*** Block opens ***

//! Shutdown requests.
//!
//! Anything that wants the process to stop (OS signals, the entity tracker,
//! a failed consumer) sends a [`ShutdownReason`] through a
//! [`ShutdownHandle`]. The lifecycle owns the matching listener.

use tokio::sync::mpsc;
use tracing::debug;

#[derive(Debug, Clone, Copy, PartialEq, Eq)]
pub enum ShutdownReason {
    /// SIGINT or Ctrl+C.
    Interrupt,
    /// SIGTERM.
    Terminate,
    /// Every tracked entity has completed.
    Drained,
    /// A caller asked for shutdown directly.
    Requested,
    /// A consumer task returned an error or panicked.
    ConsumerFailed,
    /// Every consumer task ended on its own.
    ConsumersFinished,
}

impl ShutdownReason {
    /// Whether this reason counts as a clean stop for exit status purposes.
    pub fn is_graceful(self) -> bool {
        !matches!(self, ShutdownReason::ConsumerFailed)
    }
}

/// Cloneable sender of shutdown requests.
#[derive(Debug, Clone)]
pub struct ShutdownHandle {
    tx: mpsc::UnboundedSender<ShutdownReason>,
}

impl ShutdownHandle {
    pub fn request(&self, reason: ShutdownReason) {
        if self.tx.send(reason).is_err() {
            debug!(?reason, "shutdown listener already gone");
        }
    }
}

#[derive(Debug)]
pub struct ShutdownListener {
    rx: mpsc::UnboundedReceiver<ShutdownReason>,
}

impl ShutdownListener {
    /// Wait for the next request. `None` once every handle is dropped.
    pub async fn recv(&mut self) -> Option<ShutdownReason> {
        self.rx.recv().await
    }

    /// Take a pending request without waiting.
    pub fn try_recv(&mut self) -> Option<ShutdownReason> {
        self.rx.try_recv().ok()
    }
}

pub fn shutdown_channel() -> (ShutdownHandle, ShutdownListener) {
    let (tx, rx) = mpsc::unbounded_channel();
    (ShutdownHandle { tx }, ShutdownListener { rx })
}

*** Block closes ***

# Directions for this task
Transcribe all the entries, keeping each one exactly as it is.

# Answer area
//! Shutdown requests.
//!
//! Anything that wants the process to stop (OS signals, the entity tracker,
//! a failed consumer) sends a [`ShutdownReason`] through a
//! [`ShutdownHandle`]. The lifecycle owns the matching listener.

use tokio::sync::mpsc;
use tracing::debug;

#[derive(Debug, Clone, Copy, PartialEq, Eq)]
pub enum ShutdownReason {
    /// SIGINT or Ctrl+C.
    Interrupt,
    /// SIGTERM.
    Terminate,
    /// Every tracked entity has completed.
    Drained,
    /// A caller asked for shutdown directly.
    Requested,
    /// A consumer task returned an error or panicked.
    ConsumerFailed,
    /// Every consumer task ended on its own.
    ConsumersFinished,
}

impl ShutdownReason {
    /// Whether this reason counts as a clean stop for exit status purposes.
    pub fn is_graceful(self) -> bool {
        !matches!(self, ShutdownReason::ConsumerFailed)
    }
}

/// Cloneable sender of shutdown requests.
#[derive(Debug, Clone)]
pub struct ShutdownHandle {
    tx: mpsc::UnboundedSender<ShutdownReason>,
}

impl ShutdownHandle {
    pub fn request(&self, reason: ShutdownReason) {
        if self.tx.send(reason).is_err() {
            debug!(?reason, "shutdown listener already gone");
        }
    }
}

#[derive(Debug)]
pub struct ShutdownListener {
    rx: mpsc::UnboundedReceiver<ShutdownReason>,
}

impl ShutdownListener {
    /// Wait for the next request. `None` once every handle is dropped.
    pub async fn recv(&mut self) -> Option<ShutdownReason> {
        self.rx.recv().await
    }

    /// Take a pending request without waiting.
    pub fn try_recv(&mut self) -> Option<ShutdownReason> {
        self.rx.try_recv().ok()
    }
}

pub fn shutdown_channel() -> (ShutdownHandle, ShutdownListener) {
    let (tx, rx) = mpsc::unbounded_channel();
    (ShutdownHandle { tx }, ShutdownListener { rx })
}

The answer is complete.